Maximum power delivered by a solar cell to a resistive load

[pc2-brazil]

Homework Statement

The current-voltage characteristic of a photovoltaic energy converter (solar cell) shown in the attached figure can be approximated by:

i = I_1(e^{v/V_{TH}} - 1) - I_2

where the first term characterizes the diode in the dark and I₂ is a term that depends on light intensity.

Assume I_1 = 10^{-9} and assume light exposure such that I_2 = 10^{-3}\ A.

If it is desired to maximize the power that the solar cell can deliver to a resistive load, determine the optimum value of the resistor. How much power can this cell deliver?

Homework Equations

The Attempt at a Solution

This question doesn't provide any value for V_TH, but the book mentions that diodes tipically have V_TH = 0.025 V, so I assume it is the value to be used here.

Applying KVL to the attached figure:

v+Ri=0

The question asks for the value of R for which P=Ri^2 is a maximum, so I suppose I should differentiate P with respect to R. However, I first need to solve v+Ri=0 and i = I_1(e^{v/V_{TH}} - 1) - I_2 simultaneously in order to find i in terms of R, and it doesn't appear to be possible analytically.

Any hint on how to continue?

Thank you in advance.

 

[Simon Bridge]

Your problem is that you want to do $\frac{d}{dR}i(R)=0$ on $$i(R)=I_1\left ( e^{-iR/V_{TH}} -1 \right ) -I_2$$ ... won't it do that implicitly by the chain rule?
(could be wrong - in which case I'd look for approximations)

 

[pc2-brazil]

Your problem is that you want to do $\frac{d}{dR}i(R)=0$ on $$i(R)=I_1\left ( e^{-iR/V_{TH}} -1 \right ) -I_2$$ ... won't it do that implicitly by the chain rule?
(could be wrong - in which case I'd look for approximations)

Thank you for the answer.

I think that I arrived at a solution. I tried to do it as follows:

Since the voltage across the resistor is -v (in which I put a minus sign to follow the associated variables convention) and the current through the resistor is i, the power consumed by the resistor is P = -vi.

\frac{dP}{dR} = -v\frac{di}{dR} - i\frac{dv}{dR}

I look for a maximum when the above expression is zero:

v\frac{di}{dR} = -i\frac{dv}{dR}

\frac{di}{dR} can be expressed as:

\frac{di}{dR} = \frac{di}{dv}\frac{dv}{dR} = \frac{I_1e^{v/V_{TH}}}{V_{th}}\frac{dv}{dR}

Substituting that into v\frac{di}{dR} = -i\frac{dv}{dR}, I get:

v\frac{I_1e^{v/V_{TH}}}{V_{th}}\frac{dv}{dR} = -i\frac{dv}{dR}

So, the \frac{dv}{dR} ends up cancelling out. Since i is expressed in terms of v, I got an expression that involves v only, which can be solved for v. Doing this, I get that v is approximately 0.28 V. Plugging this into the expression for i, I get that i is approximately -0.00092 A.

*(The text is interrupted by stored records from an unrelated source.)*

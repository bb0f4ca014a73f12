//! Value at Risk and expected shortfall.
//!
//! Losses are measured as `V0 − V_T` (positive = loss). Historical VaR is the
//! type-7 quantile of the loss sample and CVaR is the mean of losses at or
//! beyond it, so `CVaR ≥ VaR` always holds.
//!
//! Parametric estimates fit the loss sample:
//!
//! - Normal: `μ + σ·z_p`
//! - Cornish-Fisher: `μ + σ·z_cf` with
//!   `z_cf = z + (z²−1)S/6 + (z³−3z)K/24 − (2z³−5z)S²/36`

use crate::error::RiskError;
use serde::{Deserialize, Serialize};
use wealth_core::math::statistics::{
    excess_kurtosis, mean, normal_inv_cdf, quantile_sorted, skewness, std_dev,
};

/// Parametric loss distribution.
#[derive(Clone, Copy, Debug, PartialEq, Eq, Serialize, Deserialize)]
#[serde(rename_all = "snake_case")]
pub enum ParametricMethod {
    /// Gaussian fit
    Normal,
    /// Gaussian with skew and kurtosis adjustment
    CornishFisher,
}

/// VaR measures at one confidence level.
#[derive(Clone, Debug, PartialEq, Serialize, Deserialize)]
pub struct VarEstimate {
    /// Confidence level
    pub confidence_level: f64,
    /// Empirical quantile of losses
    pub historical_var: f64,
    /// Mean of losses at or beyond `historical_var`
    pub cvar: f64,
    /// Normal parametric VaR
    pub normal_var: f64,
    /// Cornish-Fisher parametric VaR
    pub cornish_fisher_var: f64,
}

impl VarEstimate {
    /// Estimates every measure from an unsorted loss sample.
    ///
    /// # Examples
    ///
    /// ```
    /// use wealth_risk::var::VarEstimate;
    ///
    /// let losses: Vec<f64> = (1..=100).map(f64::from).collect();
    /// let est = VarEstimate::from_losses(&losses, 0.95).unwrap();
    /// assert!((est.historical_var - 95.05).abs() < 1e-9);
    /// assert!(est.cvar >= est.historical_var);
    /// ```
    pub fn from_losses(losses: &[f64], confidence_level: f64) -> Result<Self, RiskError> {
        let sorted = sorted_losses(losses)?;
        Self::from_sorted(&sorted, confidence_level)
    }

    /// As [`VarEstimate::from_losses`] on an ascending-sorted sample.
    pub fn from_sorted(sorted: &[f64], confidence_level: f64) -> Result<Self, RiskError> {
        RiskError::check_confidence(confidence_level)?;
        if sorted.is_empty() {
            return Err(RiskError::EmptySample);
        }
        let historical_var = quantile_sorted(sorted, confidence_level);
        Ok(Self {
            confidence_level,
            historical_var,
            cvar: tail_mean(sorted, historical_var),
            normal_var: parametric_var(sorted, confidence_level, ParametricMethod::Normal)?,
            cornish_fisher_var: parametric_var(
                sorted,
                confidence_level,
                ParametricMethod::CornishFisher,
            )?,
        })
    }
}

/// Losses `initial − final` per path.
pub fn losses(initial_values: &[f64], final_values: &[f64]) -> Result<Vec<f64>, RiskError> {
    if initial_values.len() != final_values.len() {
        return Err(RiskError::DimensionMismatch {
            context: "initial vs final values",
            expected: initial_values.len(),
            found: final_values.len(),
        });
    }
    Ok(initial_values
        .iter()
        .zip(final_values)
        .map(|(v0, vt)| v0 - vt)
        .collect())
}

/// Historical VaR at `confidence_level`.
pub fn historical_var(losses: &[f64], confidence_level: f64) -> Result<f64, RiskError> {
    RiskError::check_confidence(confidence_level)?;
    let sorted = sorted_losses(losses)?;
    Ok(quantile_sorted(&sorted, confidence_level))
}

/// Historical CVaR (expected shortfall) at `confidence_level`.
pub fn historical_cvar(losses: &[f64], confidence_level: f64) -> Result<f64, RiskError> {
    RiskError::check_confidence(confidence_level)?;
    let sorted = sorted_losses(losses)?;
    let var = quantile_sorted(&sorted, confidence_level);
    Ok(tail_mean(&sorted, var))
}

/// Parametric VaR of `losses` under `method`.
pub fn parametric_var(
    losses: &[f64],
    confidence_level: f64,
    method: ParametricMethod,
) -> Result<f64, RiskError> {
    RiskError::check_confidence(confidence_level)?;
    if losses.is_empty() {
        return Err(RiskError::EmptySample);
    }
    let z = normal_inv_cdf(confidence_level);
    let quantile = match method {
        ParametricMethod::Normal => z,
        ParametricMethod::CornishFisher => {
            cornish_fisher_quantile(z, skewness(losses), excess_kurtosis(losses))
        }
    };
    Ok(mean(losses) + std_dev(losses) * quantile)
}

/// Cornish-Fisher adjusted standard normal quantile.
pub fn cornish_fisher_quantile(z: f64, skew: f64, excess_kurtosis: f64) -> f64 {
    let z2 = z * z;
    let z3 = z2 * z;
    z + (z2 - 1.0) * skew / 6.0 + (z3 - 3.0 * z) * excess_kurtosis / 24.0
        - (2.0 * z3 - 5.0 * z) * skew * skew / 36.0
}

fn sorted_losses(losses: &[f64]) -> Result<Vec<f64>, RiskError> {
    if losses.is_empty() {
        return Err(RiskError::EmptySample);
    }
    if losses.iter().any(|x| !x.is_finite()) {
        return Err(RiskError::InvalidInput("losses must be finite".into()));
    }
    let mut sorted = losses.to_vec();
    sorted.sort_by(f64::total_cmp);
    Ok(sorted)
}

fn tail_mean(sorted: &[f64], threshold: f64) -> f64 {
    let start = sorted.partition_point(|x| *x < threshold);
    let tail = &sorted[start..];
    if tail.is_empty() {
        threshold
    } else {
        mean(tail).max(threshold)
    }
}

#[cfg(test)]
mod tests {
    use super::*;
    use approx::assert_relative_eq;
    use proptest::prelude::*;

    #[test]
    fn test_type7_quantile() {
        let losses = [5.0, 1.0, 4.0, 2.0, 3.0];
        assert_relative_eq!(historical_var(&losses, 0.5).unwrap(), 3.0);
        assert_relative_eq!(historical_var(&losses, 0.9).unwrap(), 4.6, epsilon = 1e-12);
    }

    #[test]
    fn test_cvar_is_tail_mean() {
        let losses: Vec<f64> = (1..=100).map(f64::from).collect();
        // VaR95 = 95.05, tail = 96..=100
        assert_relative_eq!(historical_cvar(&losses, 0.95).unwrap(), 98.0, epsilon = 1e-12);
    }

    #[test]
    fn test_normal_parametric_matches_closed_form() {
        let losses = [-2.0, -1.0, 0.0, 1.0, 2.0];
        let sigma = 2.5_f64.sqrt();
        let var = parametric_var(&losses, 0.99, ParametricMethod::Normal).unwrap();
        assert_relative_eq!(var, sigma * 2.326_347_874, epsilon = 1e-6);
    }

    #[test]
    fn test_cornish_fisher_reduces_to_normal_without_higher_moments() {
        assert_relative_eq!(cornish_fisher_quantile(1.645, 0.0, 0.0), 1.645);
        // fat tails push the 99% quantile out
        assert!(cornish_fisher_quantile(2.326, 0.0, 3.0) > 2.326);
    }

    #[test]
    fn test_errors() {
        assert_eq!(historical_var(&[], 0.95), Err(RiskError::EmptySample));
        assert!(matches!(
            historical_var(&[1.0], 1.5),
            Err(RiskError::InvalidConfidenceLevel(_))
        ));
        assert!(losses(&[1.0, 2.0], &[1.0]).is_err());
    }

    proptest! {
        #[test]
        fn test_var_monotone_in_confidence(
            sample in prop::collection::vec(-1e6f64..1e6, 2..200),
            p in 0.5f64..0.98,
            dp in 0.001f64..0.019,
        ) {
            let lo = VarEstimate::from_losses(&sample, p).unwrap();
            let hi = VarEstimate::from_losses(&sample, p + dp).unwrap();
            prop_assert!(hi.historical_var >= lo.historical_var - 1e-6);
            prop_assert!(hi.normal_var >= lo.normal_var - 1e-6);
            prop_assert!(lo.cvar >= lo.historical_var);
        }
    }
}
//! Maximum Sharpe ratio along the constrained frontier.
//!
//! The constrained tangency portfolio lies on the mean-variance frontier.
//! The frontier is scanned over a log-spaced risk-aversion grid and the
//! best point refined by golden-section search in log risk aversion.

use super::OptimisationStrategy;
use crate::constraints::FeasibleRegion;
use crate::error::OptimisationError;
use crate::problem::OptimisationProblem;
use crate::solver::{maximise_utility, portfolio_volatility, Solution};
use serde::{Deserialize, Serialize};

const GRID_POINTS: usize = 25;
const LOG10_LAMBDA_MIN: f64 = -2.0;
const LOG10_LAMBDA_MAX: f64 = 4.0;
const GOLDEN_STEPS: usize = 30;

/// Maximises `(μᵀw − r_f) / √(wᵀΣw)`.
#[derive(Clone, Debug, PartialEq, Serialize, Deserialize)]
#[serde(default)]
pub struct MaximumSharpe {
    /// Annual risk-free rate
    pub risk_free_rate: f64,
}

impl Default for MaximumSharpe {
    fn default() -> Self {
        Self {
            risk_free_rate: 0.02,
        }
    }
}

impl MaximumSharpe {
    /// Sharpe ratio of `weights`; `-∞` for a riskless portfolio.
    pub fn sharpe(&self, problem: &OptimisationProblem, weights: &[f64]) -> f64 {
        let vol = portfolio_volatility(&problem.covariance, weights);
        if vol <= 1e-12 {
            return f64::NEG_INFINITY;
        }
        let ret: f64 = problem
            .expected_returns
            .iter()
            .zip(weights)
            .map(|(m, w)| m * w)
            .sum();
        (ret - self.risk_free_rate) / vol
    }
}

impl OptimisationStrategy for MaximumSharpe {
    fn name(&self) -> &'static str {
        "maximum_sharpe"
    }

    fn solve(
        &self,
        problem: &OptimisationProblem,
        region: &FeasibleRegion,
    ) -> Result<Solution, OptimisationError> {
        if !self.risk_free_rate.is_finite() {
            return Err(OptimisationError::invalid("risk-free rate must be finite"));
        }
        let mu = &problem.expected_returns;
        let cov = &problem.covariance;
        let start = region.starting_point();
        let mut iterations = 0;

        let step = (LOG10_LAMBDA_MAX - LOG10_LAMBDA_MIN) / (GRID_POINTS - 1) as f64;
        let mut frontier = Vec::with_capacity(GRID_POINTS);
        let mut warm = start.clone();
        for g in 0..GRID_POINTS {
            let log_lambda = LOG10_LAMBDA_MIN + step * g as f64;
            let solution = maximise_utility(region, mu, cov, 10f64.powf(log_lambda), &warm);
            iterations += solution.iterations;
            warm = solution.weights.clone();
            let sharpe = self.sharpe(problem, &solution.weights);
            frontier.push((log_lambda, sharpe, solution));
        }
        let best_index = frontier
            .iter()
            .enumerate()
            .max_by(|a, b| a.1 .1.total_cmp(&b.1 .1))
            .map(|(i, _)| i)
            .unwrap_or(0);

        let mut lo = frontier[best_index.saturating_sub(1)].0;
        let mut hi = frontier[(best_index + 1).min(GRID_POINTS - 1)].0;
        let (_, mut best_sharpe, mut best) = frontier.swap_remove(best_index);

        let ratio = (5f64.sqrt() - 1.0) / 2.0;
        for _ in 0..GOLDEN_STEPS {
            if hi - lo < 1e-6 {
                break;
            }
            let a = hi - ratio * (hi - lo);
            let b = lo + ratio * (hi - lo);
            let sa = maximise_utility(region, mu, cov, 10f64.powf(a), &best.weights);
            let sb = maximise_utility(region, mu, cov, 10f64.powf(b), &best.weights);
            iterations += sa.iterations + sb.iterations;
            let (va, vb) = (self.sharpe(problem, &sa.weights), self.sharpe(problem, &sb.weights));
            if va >= vb {
                hi = b;
                if va > best_sharpe {
                    best_sharpe = va;
                    best = sa;
                }
            } else {
                lo = a;
                if vb > best_sharpe {
                    best_sharpe = vb;
                    best = sb;
                }
            }
        }
        Ok(Solution { iterations, ..best })
    }

    fn objective(&self, problem: &OptimisationProblem, weights: &[f64]) -> f64 {
        self.sharpe(problem, weights)
    }
}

Thus, from v = -iR, the resistance is approximately 307.64 ohms, and power consumed is P = -vi = +0.26 mW.

Now I'm left with proving that this is actually the maximum value for P. But I guess that this is reasonable, because P = 0 for R = 0, and R is not bounded to the right, so it appears the maximum can't be at an extremum.

Is this correct?

 

[rude man]

Happy to corroborate your answer. Nice work! My approach was a bit different: I solved for R(i), then extremalized (i^2)R(i) using d(i^2)R(i)/dt = 0. Had to use Excel to arrive at your number for i (transcendental equation).

It's a maximum for exactly the reason you gave.

 

[pc2-brazil]

Happy to corroborate your answer. Nice work! My approach was a bit different: I solved for R(i), then extremalized (i^2)R(i) using d(i^2)R(i)/dt = 0. Had to use Excel to arrive at your number for i (transcendental equation).

It's a maximum for exactly the reason you gave.

OK, thank you for confirming it and for providing an alternative approach.

 

[rude man]

OK, thank you for confirming it and for providing an alternative approach.

OK, and of course I meant to say (d[i²R(i)/dR = 0.

Also BTW I used the approximation exp(v/V_Th) - 1 ~ exp(v/V_Th). In this case exp(0.28v/0.026V) = 47535 which certainly >> 1. You can almost always do that for a diode i-V characteristic.